77. Toy Story comes to the small screen
Pixar shrekked the halls of the Toy Story universe with a host of horror-movie homages for its first made-for-TV holiday special, and the result was a delightful half-hour that we'll look forward to watching again in years to come.
76. Saturday Night Live bids farewell to Stefon
Talk about a wedding for the ages! SNL paid tribute to departing cast member Bill Hader with a wholly fitting send-off for everyone's favorite "Weekend Update" city correspondent—Stefon was all set to marry Anderson Cooper in a ceremony attended by scores of distinguished and wacky guests, but Seth Meyers did the right thing and fought for one his true love. It was as weird and as wonderful as we ever could've hoped, and one of the show's best goodbyes ever. Congratulations, you crazy kids!
75. Some of procedural television's finest hang up their badges
It's always sad when a family member leaves the nest, and this year, two great acronyms each said goodbye to a big one. NCIS parted ways with Ziva (Cote de Pablo) in "Past, Present, and Future," and Law & Order: SVU celebrated the retirement of Sergeant John Munch (Richard Belzer) in "Wonderland Story." Thankfully, neither character was killed off, so we're hoping for some return visits in the future.
74. Nathan For You's Claw of Shame
Yes, comedy is subjective, but let's be honest: It usually involves some guy telling "jokes," or sketches with comedians wearing wigs and walking around all goofy-like. Point being is that there aren't a lot of unique laughs going around. Not so when it comes to Comedy Central's Nathan For You, one of 2013's biggest surprises. Host Nathan Fielder combined real-life interviews and stunts in order to give small businesses advice on how to improve their notoriety, and the results were awkward, hilarious, and heartwarming. His biggest feat didn't even fit his own weird mold: It involved an attempt to break out of handcuffs as a robot arm pulled down his pants in front of a group of children, all while a cop looked on, waiting to arrest him as a sex offender. So many layers, guys.
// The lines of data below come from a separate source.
//! Tree diffing.
//!
//! [`diff`] compares the tree retained from the previous cycle with a freshly built
//! one and returns the patches that turn the former into the latter:
//!
//! - no old tree: a single `Replace` of the root (first mount);
//! - different kind, tag or key: `Replace` of that subtree;
//! - otherwise the node is updated in place: its own property changes first, then
//!   child removals, then child inserts and moves, then the patches of every matched
//!   child, depth first in the new child order.
//!
//! Children are matched by [`Identity`]. Among the matched children, those forming
//! the longest run whose relative order is already correct stay where they are;
//! only the others are moved. Every index in the output refers to the host tree as
//! left by the preceding patches, so hosts can apply the list as is.

use alloc::{collections::BTreeMap, vec, vec::Vec};

use crate::{
    handler::{HandlerId, Listener},
    identity::{Ambiguity, DuplicateKeyPolicy, Identity, resolve_children},
    patch::{NodePath, Patch, PatchOp, PropDelta},
    vnode::{NodeKind, Props, VNode},
};

/// Knobs of the diff engine.
#[derive(Debug, Clone, Copy, Default, PartialEq, Eq)]
pub struct DiffOptions {
    /// How duplicate keys are resolved.
    pub duplicate_keys: DuplicateKeyPolicy,
}

/// Result of [`diff_with`].
#[derive(Debug, Clone, Default, PartialEq, Eq)]
pub struct DiffOutcome {
    /// Patches in application order.
    pub patches: Vec<Patch>,
    /// Duplicate keys found in the new tree, with the path of the parent node.
    pub ambiguities: Vec<(NodePath, Ambiguity)>,
}

/// Diffs two trees with default options.
#[must_use]
pub fn diff(old: Option<&VNode>, new: &VNode) -> Vec<Patch> {
    diff_with(old, new, &DiffOptions::default()).patches
}

/// Diffs two trees.
#[must_use]
pub fn diff_with(old: Option<&VNode>, new: &VNode, options: &DiffOptions) -> DiffOutcome {
    let mut differ = Differ {
        policy: options.duplicate_keys,
        outcome: DiffOutcome::default(),
    };
    let root = NodePath::root();
    match old {
        Some(old) => differ.node(&root, old, new),
        None => differ.replace(&root, new),
    }
    tracing::trace!(
        patches = differ.outcome.patches.len(),
        ambiguities = differ.outcome.ambiguities.len(),
        "diff complete"
    );
    differ.outcome
}

struct Differ {
    policy: DuplicateKeyPolicy,
    outcome: DiffOutcome,
}

impl Differ {
    fn push(&mut self, path: &NodePath, op: PatchOp) {
        self.outcome.patches.push(Patch::new(path.clone(), op));
    }

    fn node(&mut self, path: &NodePath, old: &VNode, new: &VNode) {
        if !old.is_same_type(new) || old.key_ref() != new.key_ref() {
            self.replace(path, new);
            return;
        }
        if old == new {
            return;
        }

        let delta = diff_props(old.props(), new.props());
        if !delta.is_empty() {
            self.push(path, PatchOp::UpdateProps(delta));
        }

        if let (NodeKind::Text(before), NodeKind::Text(after)) = (old.kind(), new.kind()) {
            if before != after {
                self.push(path, PatchOp::SetText(after.clone()));
            }
        }

        self.children(path, old.child_nodes(), new.child_nodes());
    }

    fn replace(&mut self, path: &NodePath, new: &VNode) {
        self.push(path, PatchOp::Replace(new.clone()));
        self.inspect_subtree(path, new);
    }

    fn children(&mut self, path: &NodePath, old: &[VNode], new: &[VNode]) {
        if old.is_empty() && new.is_empty() {
            return;
        }

        let old_ids = resolve_children(old, self.policy).identities;
        let resolved = resolve_children(new, self.policy);
        self.record(path, resolved.ambiguities);
        let new_ids = resolved.identities;

        let by_identity: BTreeMap<&Identity, usize> = old_ids
            .iter()
            .enumerate()
            .map(|(index, identity)| (identity, index))
            .collect();
        let sources: Vec<Option<usize>> = new_ids
            .iter()
            .map(|identity| by_identity.get(identity).copied())
            .collect();

        let mut kept = vec![false; old.len()];
        for &source in sources.iter().flatten() {
            kept[source] = true;
        }

        for (index, identity) in old_ids.iter().enumerate() {
            if !kept[index] {
                self.push(path, PatchOp::RemoveChild(identity.clone()));
            }
        }

        // Host order once removals are applied, and each survivor's rank in it.
        let mut current: Vec<Identity> = Vec::with_capacity(new.len());
        let mut rank = vec![0; old.len()];
        for (index, identity) in old_ids.iter().enumerate() {
            if kept[index] {
                rank[index] = current.len();
                current.push(identity.clone());
            }
        }

        let (matched, ranks): (Vec<usize>, Vec<usize>) = sources
            .iter()
            .enumerate()
            .filter_map(|(position, source)| source.map(|index| (position, rank[index])))
            .unzip();
        let mut stable = vec![false; new.len()];
        for run in longest_increasing_subsequence(&ranks) {
            stable[matched[run]] = true;
        }

        // Each remaining child is placed right after its predecessor in the new
        // order, which is already in place by the time it is reached.
        for (position, identity) in new_ids.iter().enumerate() {
            if stable[position] {
                continue;
            }
            if sources[position].is_some() {
                let Some(from) = current.iter().position(|placed| placed == identity) else {
                    continue;
                };
                let moving = current.remove(from);
                let to = insertion_point(&current, &new_ids, position);
                current.insert(to, moving);
                if from != to {
                    self.push(
                        path,
                        PatchOp::MoveChild {
                            identity: identity.clone(),
                            to,
                        },
                    );
                }
            } else {
                let to = insertion_point(&current, &new_ids, position);
                current.insert(to, identity.clone());
                self.push(
                    path,
                    PatchOp::InsertChild {
                        index: to,
                        identity: identity.clone(),
                        node: new[position].clone(),
                    },
                );
                self.inspect_subtree(&path.child(position), &new[position]);
            }
        }
        debug_assert_eq!(current, new_ids, "child placement diverged from the new order");

        for (position, source) in sources.iter().enumerate() {
            if let Some(index) = *source {
                self.node(&path.child(position), &old[index], &new[position]);
            }
        }
    }

    /// Reports duplicate keys inside a subtree that is mounted as a whole.
    fn inspect_subtree(&mut self, path: &NodePath, node: &VNode) {
        let children = node.child_nodes();
        if children.iter().any(|child| child.key_ref().is_some()) {
            let resolved = resolve_children(children, self.policy);
            self.record(path, resolved.ambiguities);
        }
        for (index, child) in children.iter().enumerate() {
            self.inspect_subtree(&path.child(index), child);
        }
    }

    fn record(&mut self, path: &NodePath, ambiguities: Vec<Ambiguity>) {
        self.outcome
            .ambiguities
            .extend(ambiguities.into_iter().map(|ambiguity| (path.clone(), ambiguity)));
    }
}

fn insertion_point(current: &[Identity], new_ids: &[Identity], position: usize) -> usize {
    position
        .checked_sub(1)
        .and_then(|previous| current.iter().position(|placed| *placed == new_ids[previous]))
        .map_or(0, |index| index + 1)
}

fn diff_props(old: &Props, new: &Props) -> PropDelta {
    let mut delta = PropDelta::default();
    for (name, value) in new {
        match old.get(name) {
            None => delta.added.push((name.clone(), value.clone())),
            Some(previous) if previous != value => delta.changed.push((name.clone(), value.clone())),
            Some(_) => {}
        }
    }
    delta.removed = old
        .keys()
        .filter(|name| !new.contains_key(*name))
        .cloned()
        .collect();
    delta
}

/// Returns the indices into `seq` of one longest strictly increasing subsequence.
fn longest_increasing_subsequence(seq: &[usize]) -> Vec<usize> {
    let mut tails: Vec<usize> = Vec::new();
    let mut previous: Vec<Option<usize>> = vec![None; seq.len()];
    for (index, &value) in seq.iter().enumerate() {
        let slot = tails.partition_point(|&tail| seq[tail] < value);
        if slot > 0 {
            previous[index] = Some(tails[slot - 1]);
        }
        if slot == tails.len() {
            tails.push(index);
        } else {
            tails[slot] = index;
        }
    }

    let mut run = Vec::with_capacity(tails.len());
    let mut cursor = tails.last().copied();
    while let Some(index) = cursor {
        run.push(index);
        cursor = previous[index];
    }
    run.reverse();
    run
}

/// Handlers whose reachability changes between two trees.
#[derive(Debug, Clone, Default, PartialEq, Eq)]
pub struct HandlerDelta {
    /// Handlers present in the old tree only; they must no longer be dispatchable.
    pub retired: Vec<HandlerId>,
    /// Listeners present in the new tree only.
    pub registered: Vec<Listener>,
}

impl HandlerDelta {
    /// Computes the delta between two optional trees. `new = None` describes a
    /// teardown.
    #[must_use]
    pub fn between(old: Option<&VNode>, new: Option<&VNode>) -> Self {
        let before = listeners(old);
        let after = listeners(new);
        Self {
            retired: before
                .keys()
                .filter(|id| !after.contains_key(*id))
                .copied()
                .collect(),
            registered: after
                .iter()
                .filter(|(id, _)| !before.contains_key(*id))
                .map(|(_, listener)| listener.clone())
                .collect(),
        }
    }

    /// Returns `true` if no handler is retired or registered.
    #[must_use]
    pub fn is_empty(&self) -> bool {
        self.retired.is_empty() && self.registered.is_empty()
    }
}

fn listeners(node: Option<&VNode>) -> BTreeMap<HandlerId, Listener> {
    let mut found = BTreeMap::new();
    if let Some(node) = node {
        node.for_each_listener(&mut |listener: &Listener| {
            found
                .entry(listener.id())
                .or_insert_with(|| listener.clone());
        });
    }
    found
}
use ripple_core::{Identity, NodePath};

/// A patch that does not fit the host tree.
///
/// A correct diff never produces one; seeing it means the host and the engine
/// disagree about the current tree.
#[derive(Debug, Clone, PartialEq, Eq, thiserror::Error)]
pub enum HostError {
    /// A non-root patch arrived before the first `Replace`.
    #[error("no tree mounted")]
    Unmounted,
    /// The path leads nowhere.
    #[error("no node at {0}")]
    MissingNode(NodePath),
    /// The target has no child with the identity.
    #[error("no child {identity} under {path}")]
    MissingChild {
        /// The parent path.
        path: NodePath,
        /// The identity looked up.
        identity: Identity,
    },
    /// An insert or move index past the end of the child list.
    #[error("index {index} out of bounds under {path} with {len} children")]
    OutOfBounds {
        /// The parent path.
        path: NodePath,
        /// The rejected index.
        index: usize,
        /// Number of children at the time.
        len: usize,
    },
    /// `SetText` addressed a node that is not a text node.
    #[error("node at {0} is not a text node")]
    NotText(NodePath),
}
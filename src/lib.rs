//! # Staves
//!
//! Staves is a Rust library for building musical scores as an algebra of
//! immutable trees and interpreting them into flat, time-ordered events.
//!
//! The algebra, the performer protocol and the timeline live in
//! `staves-core`; this crate re-exports them and adds renderers built on the
//! performer protocol.
//!
//! ## Modules
//!
//! - `text`: `TextPerformer`, a human-readable, time-stamped dump of a score
//!   including rests and controller changes.

pub mod text;

// Re-export commonly used types and functions for convenience
pub use crate::text::{dump, TextLine, TextPerformer};
pub use staves_core::types::score::{
    controller, group, none, note, note_with, par_list, par_list_of_pitches, rest, rest_with,
    seq_list, seq_list_of_pitches,
};
pub use staves_core::{
    AttributeStore, Attributed, Context, Event, Note, Performer, Rest, Score, ScoreError, Silence,
    Timeline, TimelinePerformer, Value,
};
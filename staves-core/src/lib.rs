//! # Staves Core
//!
//! Musical scores as an algebra of immutable trees, and the performers that
//! interpret them.
//!
//! ## Features
//!
//! - **serde**: Serialize scores, attribute values and timelines
//! - **colored**: Colored terminal output for `Display` (on by default)
//!
//! ## Example
//!
//! ```
//! use staves_core::types::score::{group, note, rest};
//!
//! let phrase = group(note(60, 1) & rest(1) & note(64, 2), [("slur", true)]);
//! assert_eq!(phrase.duration(), staves_core::types::time::beats(4));
//!
//! let timeline = phrase.to_timeline();
//! assert_eq!(timeline.len(), 2);
//! assert!(timeline[1].attributes().get("slur").is_truthy());
//! ```

pub mod error;
pub mod perform;
pub mod types;

// Re-export commonly used types
pub use error::ScoreError;
pub use perform::{Context, Event, Performer, Silence, Timeline, TimelinePerformer};
pub use types::{AttributeStore, Attributed, Controller, Note, Rest, Score, Time, Value};
use crate::types::attributes::AttributeStore;
use crate::types::time::{IntoTime, Time};
use num_traits::Zero;

/// Where a performer is in the score: the start time of the node being
/// visited and the attributes inherited from enclosing groups.
#[derive(Debug, Clone, PartialEq)]
pub struct Context {
    pub time: Time,
    pub inherited: AttributeStore,
}

impl Context {
    pub fn new(time: impl IntoTime) -> Self {
        Context {
            time: time.into_time(),
            inherited: AttributeStore::new(),
        }
    }

    /// Context for a node starting `by` beats later
    pub fn advance(&self, by: Time) -> Self {
        Context {
            time: self.time + by,
            inherited: self.inherited.clone(),
        }
    }

    /// Context for the inside of a group; the innermost group wins on collision
    pub fn inherit(&self, attributes: &AttributeStore) -> Self {
        Context {
            time: self.time,
            inherited: self.inherited.merged_with(attributes),
        }
    }
}

impl Default for Context {
    fn default() -> Self {
        Context {
            time: Time::zero(),
            inherited: AttributeStore::new(),
        }
    }
}
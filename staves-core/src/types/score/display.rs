//! Operator-notation rendering: `(n60:2 & r:3)`, `(n60:1 | n64:1)`,
//! `group{slur=true}(n60:2)`.

use super::core::Score;
use crate::types::attributes::AttributeStore;
#[cfg(feature = "colored")]
use colored::*;
use std::fmt;

fn attribute_list(attributes: &AttributeStore) -> String {
    attributes
        .iter()
        .map(|(k, v)| format!("{}={}", k, v))
        .collect::<Vec<_>>()
        .join(", ")
}

#[cfg(feature = "colored")]
fn leaf_token(score: &Score) -> String {
    match score {
        Score::Note(n) => format!("n{}:{}", n.pitch, n.duration).cyan().to_string(),
        Score::Rest(r) => format!("r:{}", r.duration).bright_black().to_string(),
        Score::Controller(c) => format!("ctl({})", c.name).yellow().to_string(),
        _ => String::new(),
    }
}

// Plain tokens for builds without terminal colors
#[cfg(not(feature = "colored"))]
fn leaf_token(score: &Score) -> String {
    match score {
        Score::Note(n) => format!("n{}:{}", n.pitch, n.duration),
        Score::Rest(r) => format!("r:{}", r.duration),
        Score::Controller(c) => format!("ctl({})", c.name),
        _ => String::new(),
    }
}

impl fmt::Display for Score {
    fn fmt(&self, f: &mut fmt::Formatter<'_>) -> fmt::Result {
        match self {
            Score::Note(_) | Score::Rest(_) | Score::Controller(_) => {
                write!(f, "{}", leaf_token(self))
            }
            Score::Seq(left, right) => write!(f, "({} & {})", left, right),
            Score::Par(top, bottom) => write!(f, "({} | {})", top, bottom),
            Score::Group(score, attributes) => {
                write!(f, "group{{{}}}({})", attribute_list(attributes), score)
            }
        }
    }
}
Absolute genius.
Give 'Em a Grade: Comedy Central's New Shows
73. And the role of Jon Stewart will be played by John Oliver
The student has become the master. Okay, maybe not the master, but at the very least, a really, really good master's assistant. When Jon Stewart announced that he was taking a couple months off from The Daily Show to direct a feature film, we're guessing that Comedy Central's response was to, as Socrates once said, "shit a brick." Fortunately, The Daily Show had a backup host waiting in the wings in the form of
Professor Duncan John Oliver, who admirably filled one of late-night's most difficult-to-squeeze-into pairs of shoes. As a result, he's deservedly getting his own show on HBO.
72. Glee sings for a fallen friend
Glee tends to fumble every "Very Important Episode" it airs, but "The Quarterback" was an Immaculate Reception of its very own. The series managed
to say farewell to Cory Monteith and Finn Hudson in a heartfelt,
respectful, and meaningful way that's sure to resonate with fans for a
long time. Well played.
PREVIOUSLY: Glee "The Quarterback" Review: Feel the Love
71. Astapor! Astapor! Astapor is on fire! We don't need no water let the motherf*cker burn!
Arguably the most important TV .GIF of the year, sweet little Daenarys Targaryen was transformed into Queen Bitch with just a flick of her tongue in one of Game of Thrones' best moments to date. Appalled by the atrocities of human slavery in the city of Astopor—and armed with an attitude of "F your cultural differences"—Dany ordered her dragons to set the place aflame, along with all those who carried whips within it. Why? Because she's the Mother of Dragons, and that's what dragon moms do. The little lizards aren't even 'tweens yet; just imagine what they'll do to Joffrey when they're older and they finally reach Westeros.